> Brief: If a line below contains the string "author", copy it out.

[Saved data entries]
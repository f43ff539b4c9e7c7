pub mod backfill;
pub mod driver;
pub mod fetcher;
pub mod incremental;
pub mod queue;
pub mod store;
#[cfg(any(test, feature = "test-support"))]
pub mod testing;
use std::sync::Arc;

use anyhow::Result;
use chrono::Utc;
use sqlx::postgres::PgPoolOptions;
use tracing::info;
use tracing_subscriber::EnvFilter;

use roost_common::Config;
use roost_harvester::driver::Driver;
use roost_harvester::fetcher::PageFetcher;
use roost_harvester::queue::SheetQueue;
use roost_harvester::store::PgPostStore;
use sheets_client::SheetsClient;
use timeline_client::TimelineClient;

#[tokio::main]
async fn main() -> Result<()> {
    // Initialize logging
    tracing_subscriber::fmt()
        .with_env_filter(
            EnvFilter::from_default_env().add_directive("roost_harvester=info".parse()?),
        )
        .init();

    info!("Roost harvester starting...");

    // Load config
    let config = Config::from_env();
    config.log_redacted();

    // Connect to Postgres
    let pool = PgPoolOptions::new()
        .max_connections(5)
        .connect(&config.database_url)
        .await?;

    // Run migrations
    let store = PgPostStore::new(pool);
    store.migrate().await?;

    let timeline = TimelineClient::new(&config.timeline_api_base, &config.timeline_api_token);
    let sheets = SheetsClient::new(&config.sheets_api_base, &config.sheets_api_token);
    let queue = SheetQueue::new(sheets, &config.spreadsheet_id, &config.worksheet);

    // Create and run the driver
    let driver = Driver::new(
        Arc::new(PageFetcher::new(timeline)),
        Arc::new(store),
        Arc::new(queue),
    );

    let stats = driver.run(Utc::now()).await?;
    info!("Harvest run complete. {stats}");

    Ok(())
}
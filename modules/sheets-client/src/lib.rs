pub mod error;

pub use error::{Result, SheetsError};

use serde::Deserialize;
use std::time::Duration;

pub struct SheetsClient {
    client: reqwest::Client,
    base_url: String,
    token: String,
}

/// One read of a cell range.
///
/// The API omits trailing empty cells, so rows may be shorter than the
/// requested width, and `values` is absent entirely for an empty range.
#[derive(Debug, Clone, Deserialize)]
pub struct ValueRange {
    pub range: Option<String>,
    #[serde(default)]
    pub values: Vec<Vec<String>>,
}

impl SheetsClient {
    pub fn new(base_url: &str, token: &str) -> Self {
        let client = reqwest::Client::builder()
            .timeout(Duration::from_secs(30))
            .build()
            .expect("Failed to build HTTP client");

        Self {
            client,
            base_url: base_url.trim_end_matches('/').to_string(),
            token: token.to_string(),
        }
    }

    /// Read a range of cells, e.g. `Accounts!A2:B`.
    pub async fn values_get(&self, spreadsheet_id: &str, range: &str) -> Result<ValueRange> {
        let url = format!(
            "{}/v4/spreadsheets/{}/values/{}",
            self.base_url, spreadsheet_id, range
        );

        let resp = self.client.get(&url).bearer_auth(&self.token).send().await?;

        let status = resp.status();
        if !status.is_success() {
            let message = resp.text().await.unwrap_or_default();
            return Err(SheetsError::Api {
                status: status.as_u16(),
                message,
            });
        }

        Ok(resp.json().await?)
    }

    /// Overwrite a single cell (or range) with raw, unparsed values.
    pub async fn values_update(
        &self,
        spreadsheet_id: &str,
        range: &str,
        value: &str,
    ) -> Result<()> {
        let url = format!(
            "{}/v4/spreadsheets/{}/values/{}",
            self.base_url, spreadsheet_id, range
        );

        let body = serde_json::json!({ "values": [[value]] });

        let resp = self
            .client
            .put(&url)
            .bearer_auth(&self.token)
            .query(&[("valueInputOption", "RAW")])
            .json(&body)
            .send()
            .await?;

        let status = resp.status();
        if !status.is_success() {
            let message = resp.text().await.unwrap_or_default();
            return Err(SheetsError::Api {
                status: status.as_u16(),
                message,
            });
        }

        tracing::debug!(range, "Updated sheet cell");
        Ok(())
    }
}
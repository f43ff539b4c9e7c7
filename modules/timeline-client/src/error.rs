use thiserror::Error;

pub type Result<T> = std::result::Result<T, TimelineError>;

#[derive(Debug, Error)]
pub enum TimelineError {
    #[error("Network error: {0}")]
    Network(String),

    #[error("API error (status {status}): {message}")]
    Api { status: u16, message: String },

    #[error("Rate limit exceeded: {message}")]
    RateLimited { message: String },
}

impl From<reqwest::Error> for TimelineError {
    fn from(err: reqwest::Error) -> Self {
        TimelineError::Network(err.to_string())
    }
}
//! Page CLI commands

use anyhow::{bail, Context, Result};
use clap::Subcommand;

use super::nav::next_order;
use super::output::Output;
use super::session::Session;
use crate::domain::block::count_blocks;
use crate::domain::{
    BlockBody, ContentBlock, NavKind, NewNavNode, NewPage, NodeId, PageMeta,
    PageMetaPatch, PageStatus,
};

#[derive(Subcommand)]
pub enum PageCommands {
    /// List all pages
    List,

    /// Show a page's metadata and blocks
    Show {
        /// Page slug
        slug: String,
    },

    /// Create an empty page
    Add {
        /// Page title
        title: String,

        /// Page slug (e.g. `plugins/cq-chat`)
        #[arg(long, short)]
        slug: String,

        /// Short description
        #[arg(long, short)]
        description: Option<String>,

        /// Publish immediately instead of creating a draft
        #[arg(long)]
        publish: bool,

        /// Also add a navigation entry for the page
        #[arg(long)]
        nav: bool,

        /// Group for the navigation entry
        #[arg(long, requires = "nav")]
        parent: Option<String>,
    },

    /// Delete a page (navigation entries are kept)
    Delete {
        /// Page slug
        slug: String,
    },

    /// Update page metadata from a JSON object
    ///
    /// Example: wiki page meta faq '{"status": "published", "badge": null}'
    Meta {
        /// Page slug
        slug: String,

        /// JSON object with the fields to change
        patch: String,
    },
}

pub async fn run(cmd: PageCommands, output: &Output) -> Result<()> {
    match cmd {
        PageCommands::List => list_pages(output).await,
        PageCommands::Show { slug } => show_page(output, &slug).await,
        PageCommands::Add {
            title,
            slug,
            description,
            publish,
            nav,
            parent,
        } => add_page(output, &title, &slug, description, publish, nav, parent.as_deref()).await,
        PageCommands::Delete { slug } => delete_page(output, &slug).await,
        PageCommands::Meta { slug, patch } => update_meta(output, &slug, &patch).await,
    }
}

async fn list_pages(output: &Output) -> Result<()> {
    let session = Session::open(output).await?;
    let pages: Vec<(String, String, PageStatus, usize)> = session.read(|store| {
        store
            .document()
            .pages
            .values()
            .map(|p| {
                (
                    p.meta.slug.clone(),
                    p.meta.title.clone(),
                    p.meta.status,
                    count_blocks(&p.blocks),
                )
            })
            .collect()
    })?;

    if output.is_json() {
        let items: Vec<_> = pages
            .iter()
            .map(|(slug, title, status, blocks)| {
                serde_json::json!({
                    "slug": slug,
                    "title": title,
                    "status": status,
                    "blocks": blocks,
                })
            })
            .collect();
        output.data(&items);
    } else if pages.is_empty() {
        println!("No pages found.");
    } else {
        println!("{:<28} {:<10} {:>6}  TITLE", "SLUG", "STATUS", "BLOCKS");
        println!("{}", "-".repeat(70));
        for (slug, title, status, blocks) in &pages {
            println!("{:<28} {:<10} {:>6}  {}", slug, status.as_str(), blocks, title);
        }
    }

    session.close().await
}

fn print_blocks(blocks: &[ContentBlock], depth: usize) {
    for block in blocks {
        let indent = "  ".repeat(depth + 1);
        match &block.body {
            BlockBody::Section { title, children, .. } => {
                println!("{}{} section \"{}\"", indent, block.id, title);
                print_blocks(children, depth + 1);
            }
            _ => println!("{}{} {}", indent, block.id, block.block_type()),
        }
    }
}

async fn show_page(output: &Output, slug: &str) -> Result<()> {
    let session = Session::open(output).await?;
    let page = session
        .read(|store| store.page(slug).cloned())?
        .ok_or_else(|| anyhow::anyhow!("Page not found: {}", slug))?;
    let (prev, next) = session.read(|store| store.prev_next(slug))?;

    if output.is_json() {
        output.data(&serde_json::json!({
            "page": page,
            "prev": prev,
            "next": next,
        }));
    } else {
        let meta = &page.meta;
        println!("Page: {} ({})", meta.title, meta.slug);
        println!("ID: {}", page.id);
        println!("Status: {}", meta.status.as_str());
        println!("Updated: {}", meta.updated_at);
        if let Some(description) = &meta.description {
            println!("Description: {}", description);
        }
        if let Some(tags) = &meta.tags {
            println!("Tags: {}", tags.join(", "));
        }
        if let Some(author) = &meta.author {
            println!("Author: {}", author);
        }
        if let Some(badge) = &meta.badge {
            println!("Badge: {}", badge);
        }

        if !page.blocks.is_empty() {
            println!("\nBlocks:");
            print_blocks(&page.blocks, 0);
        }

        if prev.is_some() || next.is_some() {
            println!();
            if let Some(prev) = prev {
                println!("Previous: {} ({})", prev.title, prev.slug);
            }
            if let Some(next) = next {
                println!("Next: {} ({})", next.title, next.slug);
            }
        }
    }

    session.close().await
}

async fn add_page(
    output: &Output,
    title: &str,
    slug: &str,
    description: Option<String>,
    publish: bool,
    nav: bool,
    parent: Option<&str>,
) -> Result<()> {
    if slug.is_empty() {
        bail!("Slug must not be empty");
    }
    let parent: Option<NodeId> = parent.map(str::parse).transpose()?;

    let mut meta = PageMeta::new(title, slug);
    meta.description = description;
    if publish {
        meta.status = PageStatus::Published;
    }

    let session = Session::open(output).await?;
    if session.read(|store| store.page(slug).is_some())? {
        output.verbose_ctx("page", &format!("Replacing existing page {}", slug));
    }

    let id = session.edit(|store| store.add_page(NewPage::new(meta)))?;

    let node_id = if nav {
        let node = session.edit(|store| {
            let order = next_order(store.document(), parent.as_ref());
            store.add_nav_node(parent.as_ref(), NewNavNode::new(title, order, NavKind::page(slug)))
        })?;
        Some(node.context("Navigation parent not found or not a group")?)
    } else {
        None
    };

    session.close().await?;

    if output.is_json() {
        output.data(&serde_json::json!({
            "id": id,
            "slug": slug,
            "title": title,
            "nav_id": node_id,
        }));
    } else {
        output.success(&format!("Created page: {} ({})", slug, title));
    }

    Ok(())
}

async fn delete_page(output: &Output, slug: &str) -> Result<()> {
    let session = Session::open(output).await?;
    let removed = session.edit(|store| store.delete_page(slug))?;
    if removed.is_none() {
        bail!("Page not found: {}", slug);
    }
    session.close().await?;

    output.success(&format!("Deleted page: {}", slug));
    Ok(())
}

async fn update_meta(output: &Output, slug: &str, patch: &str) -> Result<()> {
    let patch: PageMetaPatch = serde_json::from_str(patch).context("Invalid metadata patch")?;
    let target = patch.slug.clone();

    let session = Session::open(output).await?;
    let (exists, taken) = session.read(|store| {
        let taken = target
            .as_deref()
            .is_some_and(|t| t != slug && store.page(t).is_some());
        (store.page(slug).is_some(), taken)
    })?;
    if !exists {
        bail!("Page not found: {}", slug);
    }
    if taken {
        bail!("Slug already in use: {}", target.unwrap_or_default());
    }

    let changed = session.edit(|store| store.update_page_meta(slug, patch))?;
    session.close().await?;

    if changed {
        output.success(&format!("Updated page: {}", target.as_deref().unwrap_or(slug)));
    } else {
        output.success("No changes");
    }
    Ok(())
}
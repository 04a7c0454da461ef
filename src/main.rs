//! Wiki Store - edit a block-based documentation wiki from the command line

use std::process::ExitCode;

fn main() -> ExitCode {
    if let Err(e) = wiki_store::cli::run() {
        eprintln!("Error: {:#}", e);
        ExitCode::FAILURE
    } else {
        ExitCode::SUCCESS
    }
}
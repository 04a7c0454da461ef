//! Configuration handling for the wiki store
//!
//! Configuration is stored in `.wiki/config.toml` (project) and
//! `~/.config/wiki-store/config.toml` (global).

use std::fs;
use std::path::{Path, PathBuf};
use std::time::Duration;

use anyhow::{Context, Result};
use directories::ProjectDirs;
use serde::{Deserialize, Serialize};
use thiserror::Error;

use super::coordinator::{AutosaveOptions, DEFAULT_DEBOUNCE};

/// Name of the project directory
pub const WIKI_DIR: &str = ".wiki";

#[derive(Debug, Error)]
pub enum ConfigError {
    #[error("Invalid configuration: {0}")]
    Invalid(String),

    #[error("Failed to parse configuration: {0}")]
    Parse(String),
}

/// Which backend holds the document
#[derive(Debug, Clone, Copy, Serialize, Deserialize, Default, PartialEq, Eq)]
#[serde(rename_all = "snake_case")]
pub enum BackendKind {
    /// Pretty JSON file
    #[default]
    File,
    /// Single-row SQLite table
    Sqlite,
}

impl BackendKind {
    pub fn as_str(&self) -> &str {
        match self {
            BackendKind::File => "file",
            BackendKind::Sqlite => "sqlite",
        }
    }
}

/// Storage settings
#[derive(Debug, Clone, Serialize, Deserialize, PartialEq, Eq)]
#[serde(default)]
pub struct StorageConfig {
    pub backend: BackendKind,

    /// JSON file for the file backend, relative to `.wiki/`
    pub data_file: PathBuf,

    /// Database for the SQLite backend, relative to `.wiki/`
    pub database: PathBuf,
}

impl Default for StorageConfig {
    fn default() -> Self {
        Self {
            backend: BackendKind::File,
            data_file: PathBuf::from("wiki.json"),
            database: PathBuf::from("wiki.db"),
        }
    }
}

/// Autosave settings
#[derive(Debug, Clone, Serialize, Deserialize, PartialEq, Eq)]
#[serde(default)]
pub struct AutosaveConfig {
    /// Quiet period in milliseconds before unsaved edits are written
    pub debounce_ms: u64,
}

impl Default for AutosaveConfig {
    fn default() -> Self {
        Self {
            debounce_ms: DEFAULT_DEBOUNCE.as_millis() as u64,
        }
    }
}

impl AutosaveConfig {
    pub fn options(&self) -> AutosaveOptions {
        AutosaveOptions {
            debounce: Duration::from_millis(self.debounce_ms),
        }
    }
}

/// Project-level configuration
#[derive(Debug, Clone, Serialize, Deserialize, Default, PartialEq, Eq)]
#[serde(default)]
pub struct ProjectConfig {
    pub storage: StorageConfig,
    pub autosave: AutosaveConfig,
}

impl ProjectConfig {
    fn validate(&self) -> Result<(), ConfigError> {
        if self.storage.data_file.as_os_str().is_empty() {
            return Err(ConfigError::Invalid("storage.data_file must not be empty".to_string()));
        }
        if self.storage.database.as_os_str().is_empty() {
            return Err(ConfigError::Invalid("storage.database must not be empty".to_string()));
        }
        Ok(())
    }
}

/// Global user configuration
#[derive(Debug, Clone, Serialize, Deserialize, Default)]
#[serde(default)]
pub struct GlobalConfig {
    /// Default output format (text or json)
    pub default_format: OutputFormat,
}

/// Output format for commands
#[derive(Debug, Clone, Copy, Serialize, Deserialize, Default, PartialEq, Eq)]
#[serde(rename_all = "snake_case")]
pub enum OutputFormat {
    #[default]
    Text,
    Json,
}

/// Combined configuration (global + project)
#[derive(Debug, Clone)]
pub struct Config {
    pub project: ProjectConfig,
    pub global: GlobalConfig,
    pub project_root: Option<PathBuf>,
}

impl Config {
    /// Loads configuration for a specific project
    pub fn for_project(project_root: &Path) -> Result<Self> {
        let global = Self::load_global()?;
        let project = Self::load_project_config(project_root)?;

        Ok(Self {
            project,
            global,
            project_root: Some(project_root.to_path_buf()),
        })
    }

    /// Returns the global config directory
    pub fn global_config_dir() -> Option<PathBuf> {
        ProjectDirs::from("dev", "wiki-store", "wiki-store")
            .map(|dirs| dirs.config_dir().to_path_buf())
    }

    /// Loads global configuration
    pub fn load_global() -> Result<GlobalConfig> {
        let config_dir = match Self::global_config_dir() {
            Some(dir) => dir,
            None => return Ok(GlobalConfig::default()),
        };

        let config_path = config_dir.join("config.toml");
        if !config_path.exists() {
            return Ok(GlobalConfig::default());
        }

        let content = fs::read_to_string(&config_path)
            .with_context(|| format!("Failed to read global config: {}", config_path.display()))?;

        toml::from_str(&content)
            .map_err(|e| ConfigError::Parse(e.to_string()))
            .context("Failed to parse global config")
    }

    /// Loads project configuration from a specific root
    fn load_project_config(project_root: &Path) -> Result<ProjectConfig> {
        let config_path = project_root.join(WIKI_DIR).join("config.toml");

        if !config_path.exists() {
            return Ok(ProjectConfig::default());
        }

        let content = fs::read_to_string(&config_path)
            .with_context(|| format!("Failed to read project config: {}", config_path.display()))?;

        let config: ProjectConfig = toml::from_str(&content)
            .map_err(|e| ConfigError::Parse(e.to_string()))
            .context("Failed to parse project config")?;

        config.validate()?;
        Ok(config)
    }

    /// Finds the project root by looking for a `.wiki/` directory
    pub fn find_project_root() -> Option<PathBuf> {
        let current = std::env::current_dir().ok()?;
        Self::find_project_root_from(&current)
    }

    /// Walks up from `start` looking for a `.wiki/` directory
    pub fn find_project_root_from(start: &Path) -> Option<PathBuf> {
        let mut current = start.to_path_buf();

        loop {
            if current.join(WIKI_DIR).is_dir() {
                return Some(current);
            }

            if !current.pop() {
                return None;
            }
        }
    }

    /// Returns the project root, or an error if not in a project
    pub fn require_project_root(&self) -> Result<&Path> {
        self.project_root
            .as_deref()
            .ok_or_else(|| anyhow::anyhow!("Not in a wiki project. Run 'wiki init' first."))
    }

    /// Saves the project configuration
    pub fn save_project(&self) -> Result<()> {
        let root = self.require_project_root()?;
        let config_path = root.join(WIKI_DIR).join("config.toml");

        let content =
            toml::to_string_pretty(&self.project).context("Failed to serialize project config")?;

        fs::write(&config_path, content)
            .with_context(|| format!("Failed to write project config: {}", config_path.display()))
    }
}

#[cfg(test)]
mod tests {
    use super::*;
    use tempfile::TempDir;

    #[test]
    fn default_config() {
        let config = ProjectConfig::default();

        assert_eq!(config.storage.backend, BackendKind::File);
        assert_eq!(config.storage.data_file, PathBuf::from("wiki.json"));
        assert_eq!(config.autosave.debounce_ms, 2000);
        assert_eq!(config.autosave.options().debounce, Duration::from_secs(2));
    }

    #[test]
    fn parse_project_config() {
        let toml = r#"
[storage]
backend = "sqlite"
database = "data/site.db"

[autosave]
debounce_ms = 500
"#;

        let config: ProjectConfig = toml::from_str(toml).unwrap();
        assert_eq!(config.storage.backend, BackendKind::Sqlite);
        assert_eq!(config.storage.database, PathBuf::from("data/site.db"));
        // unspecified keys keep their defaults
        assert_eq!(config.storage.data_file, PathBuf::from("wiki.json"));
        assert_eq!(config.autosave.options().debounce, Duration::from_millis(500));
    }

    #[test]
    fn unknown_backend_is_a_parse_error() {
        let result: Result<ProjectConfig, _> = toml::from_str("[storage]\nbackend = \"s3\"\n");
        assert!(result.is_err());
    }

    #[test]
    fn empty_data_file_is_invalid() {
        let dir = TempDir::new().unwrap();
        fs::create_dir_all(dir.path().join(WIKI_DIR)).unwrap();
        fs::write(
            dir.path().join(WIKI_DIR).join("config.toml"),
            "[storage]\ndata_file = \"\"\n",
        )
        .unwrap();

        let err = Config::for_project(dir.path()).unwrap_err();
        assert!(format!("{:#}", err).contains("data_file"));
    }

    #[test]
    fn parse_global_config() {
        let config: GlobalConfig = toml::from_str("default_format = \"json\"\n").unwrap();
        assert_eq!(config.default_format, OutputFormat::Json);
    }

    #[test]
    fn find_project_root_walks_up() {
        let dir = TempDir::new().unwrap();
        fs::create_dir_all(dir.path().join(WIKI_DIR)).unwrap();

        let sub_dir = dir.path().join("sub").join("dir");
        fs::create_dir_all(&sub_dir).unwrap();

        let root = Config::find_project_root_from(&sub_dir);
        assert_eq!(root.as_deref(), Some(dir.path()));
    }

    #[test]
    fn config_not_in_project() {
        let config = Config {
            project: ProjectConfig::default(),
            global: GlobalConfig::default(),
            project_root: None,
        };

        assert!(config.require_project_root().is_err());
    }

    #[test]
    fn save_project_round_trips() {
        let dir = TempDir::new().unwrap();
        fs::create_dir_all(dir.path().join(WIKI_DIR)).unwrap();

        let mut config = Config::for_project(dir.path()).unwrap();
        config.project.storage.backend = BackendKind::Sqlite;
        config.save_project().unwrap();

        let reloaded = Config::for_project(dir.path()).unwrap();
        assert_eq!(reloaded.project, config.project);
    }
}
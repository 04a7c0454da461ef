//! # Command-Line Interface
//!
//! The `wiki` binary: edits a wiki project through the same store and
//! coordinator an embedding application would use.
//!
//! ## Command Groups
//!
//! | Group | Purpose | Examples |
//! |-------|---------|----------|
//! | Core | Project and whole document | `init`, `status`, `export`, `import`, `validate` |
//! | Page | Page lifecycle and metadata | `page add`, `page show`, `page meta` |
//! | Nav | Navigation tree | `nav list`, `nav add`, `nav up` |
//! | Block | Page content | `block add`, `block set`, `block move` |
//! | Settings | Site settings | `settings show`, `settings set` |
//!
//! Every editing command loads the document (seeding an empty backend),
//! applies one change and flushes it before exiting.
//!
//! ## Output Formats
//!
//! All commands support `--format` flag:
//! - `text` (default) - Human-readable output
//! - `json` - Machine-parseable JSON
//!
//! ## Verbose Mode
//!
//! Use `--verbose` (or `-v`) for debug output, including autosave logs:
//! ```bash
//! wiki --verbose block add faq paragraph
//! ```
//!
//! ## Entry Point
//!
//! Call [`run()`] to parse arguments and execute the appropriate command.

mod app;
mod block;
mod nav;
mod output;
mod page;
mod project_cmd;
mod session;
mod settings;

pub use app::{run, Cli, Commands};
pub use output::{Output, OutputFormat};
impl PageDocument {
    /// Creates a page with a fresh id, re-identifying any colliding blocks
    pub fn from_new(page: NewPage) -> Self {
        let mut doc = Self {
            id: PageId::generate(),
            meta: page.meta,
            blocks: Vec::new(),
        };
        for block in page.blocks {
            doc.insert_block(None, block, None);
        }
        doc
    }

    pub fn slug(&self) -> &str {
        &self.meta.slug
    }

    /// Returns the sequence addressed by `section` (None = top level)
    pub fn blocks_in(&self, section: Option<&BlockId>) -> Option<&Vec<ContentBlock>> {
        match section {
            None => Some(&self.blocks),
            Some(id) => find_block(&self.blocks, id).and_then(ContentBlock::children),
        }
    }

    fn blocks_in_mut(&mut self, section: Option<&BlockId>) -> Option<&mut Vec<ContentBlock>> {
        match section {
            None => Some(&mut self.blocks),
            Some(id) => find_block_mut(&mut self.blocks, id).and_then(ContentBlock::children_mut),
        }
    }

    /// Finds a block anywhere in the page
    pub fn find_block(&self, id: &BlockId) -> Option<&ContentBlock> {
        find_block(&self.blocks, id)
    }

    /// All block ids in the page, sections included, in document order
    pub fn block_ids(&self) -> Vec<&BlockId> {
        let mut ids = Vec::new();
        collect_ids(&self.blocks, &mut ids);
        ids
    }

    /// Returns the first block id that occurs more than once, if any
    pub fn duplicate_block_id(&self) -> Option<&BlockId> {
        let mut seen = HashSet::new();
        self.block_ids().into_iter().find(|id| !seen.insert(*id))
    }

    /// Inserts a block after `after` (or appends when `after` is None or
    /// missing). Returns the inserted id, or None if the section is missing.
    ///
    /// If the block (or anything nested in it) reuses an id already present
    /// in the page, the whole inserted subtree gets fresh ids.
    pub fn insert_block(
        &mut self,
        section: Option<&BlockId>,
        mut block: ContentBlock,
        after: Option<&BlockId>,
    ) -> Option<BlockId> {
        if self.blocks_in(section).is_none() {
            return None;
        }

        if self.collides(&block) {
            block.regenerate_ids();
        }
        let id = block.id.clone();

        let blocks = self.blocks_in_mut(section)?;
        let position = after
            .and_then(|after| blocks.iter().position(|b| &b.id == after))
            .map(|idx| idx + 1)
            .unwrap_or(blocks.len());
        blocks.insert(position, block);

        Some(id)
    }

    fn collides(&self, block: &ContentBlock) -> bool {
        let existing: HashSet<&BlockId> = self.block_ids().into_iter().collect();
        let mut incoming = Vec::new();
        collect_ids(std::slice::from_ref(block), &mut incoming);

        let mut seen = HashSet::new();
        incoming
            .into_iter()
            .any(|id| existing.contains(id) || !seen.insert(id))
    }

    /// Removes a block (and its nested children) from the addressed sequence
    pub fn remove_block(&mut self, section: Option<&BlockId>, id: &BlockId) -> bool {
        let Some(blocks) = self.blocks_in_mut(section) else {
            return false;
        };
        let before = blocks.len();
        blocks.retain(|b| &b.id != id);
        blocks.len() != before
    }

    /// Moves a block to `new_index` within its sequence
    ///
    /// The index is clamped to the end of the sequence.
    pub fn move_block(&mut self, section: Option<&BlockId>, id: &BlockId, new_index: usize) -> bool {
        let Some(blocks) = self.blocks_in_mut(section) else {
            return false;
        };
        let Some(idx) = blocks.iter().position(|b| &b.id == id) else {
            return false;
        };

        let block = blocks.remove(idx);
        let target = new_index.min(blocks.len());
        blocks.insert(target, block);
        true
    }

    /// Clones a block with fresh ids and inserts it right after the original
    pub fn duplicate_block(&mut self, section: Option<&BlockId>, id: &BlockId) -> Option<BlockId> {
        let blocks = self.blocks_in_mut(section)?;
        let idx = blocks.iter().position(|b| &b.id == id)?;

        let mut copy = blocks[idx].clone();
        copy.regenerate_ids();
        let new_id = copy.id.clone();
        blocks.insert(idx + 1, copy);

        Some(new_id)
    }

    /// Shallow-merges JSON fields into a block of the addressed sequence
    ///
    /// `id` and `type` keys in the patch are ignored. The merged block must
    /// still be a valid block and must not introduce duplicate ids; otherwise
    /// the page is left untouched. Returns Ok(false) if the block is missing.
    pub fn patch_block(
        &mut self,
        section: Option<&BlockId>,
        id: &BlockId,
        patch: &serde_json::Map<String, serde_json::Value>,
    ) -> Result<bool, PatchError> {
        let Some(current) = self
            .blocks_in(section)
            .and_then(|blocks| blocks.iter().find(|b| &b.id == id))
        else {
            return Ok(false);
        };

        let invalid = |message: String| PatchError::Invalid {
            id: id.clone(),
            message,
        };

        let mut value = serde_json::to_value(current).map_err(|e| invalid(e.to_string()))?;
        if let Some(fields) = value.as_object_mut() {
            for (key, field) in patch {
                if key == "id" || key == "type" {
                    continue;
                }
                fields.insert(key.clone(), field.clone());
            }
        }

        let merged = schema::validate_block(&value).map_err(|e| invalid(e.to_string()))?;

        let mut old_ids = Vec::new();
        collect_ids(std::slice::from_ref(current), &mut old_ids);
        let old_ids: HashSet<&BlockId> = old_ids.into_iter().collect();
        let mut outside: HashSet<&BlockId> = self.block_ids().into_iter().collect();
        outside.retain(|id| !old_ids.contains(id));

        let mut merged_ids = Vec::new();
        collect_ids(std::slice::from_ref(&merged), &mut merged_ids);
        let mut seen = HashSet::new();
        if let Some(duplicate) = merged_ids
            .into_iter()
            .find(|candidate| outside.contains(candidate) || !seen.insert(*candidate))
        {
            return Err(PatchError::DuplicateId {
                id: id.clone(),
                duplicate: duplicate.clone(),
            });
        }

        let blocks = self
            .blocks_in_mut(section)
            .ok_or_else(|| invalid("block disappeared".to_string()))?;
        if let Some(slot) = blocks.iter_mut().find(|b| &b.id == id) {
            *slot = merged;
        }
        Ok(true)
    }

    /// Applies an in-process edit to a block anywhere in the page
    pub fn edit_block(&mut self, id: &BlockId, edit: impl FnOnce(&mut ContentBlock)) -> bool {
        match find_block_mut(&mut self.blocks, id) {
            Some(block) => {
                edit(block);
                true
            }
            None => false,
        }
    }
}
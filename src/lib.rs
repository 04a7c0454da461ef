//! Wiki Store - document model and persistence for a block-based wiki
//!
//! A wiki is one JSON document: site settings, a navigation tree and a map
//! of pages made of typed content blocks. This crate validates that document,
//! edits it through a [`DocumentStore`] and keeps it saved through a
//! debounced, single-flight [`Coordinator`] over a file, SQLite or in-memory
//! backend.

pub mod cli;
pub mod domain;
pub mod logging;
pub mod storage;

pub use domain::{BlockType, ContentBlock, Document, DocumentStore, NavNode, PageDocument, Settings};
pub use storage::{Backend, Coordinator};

> Exercise response:
        if let Some(author) = &meta.author {
            println!("Author: {}", author);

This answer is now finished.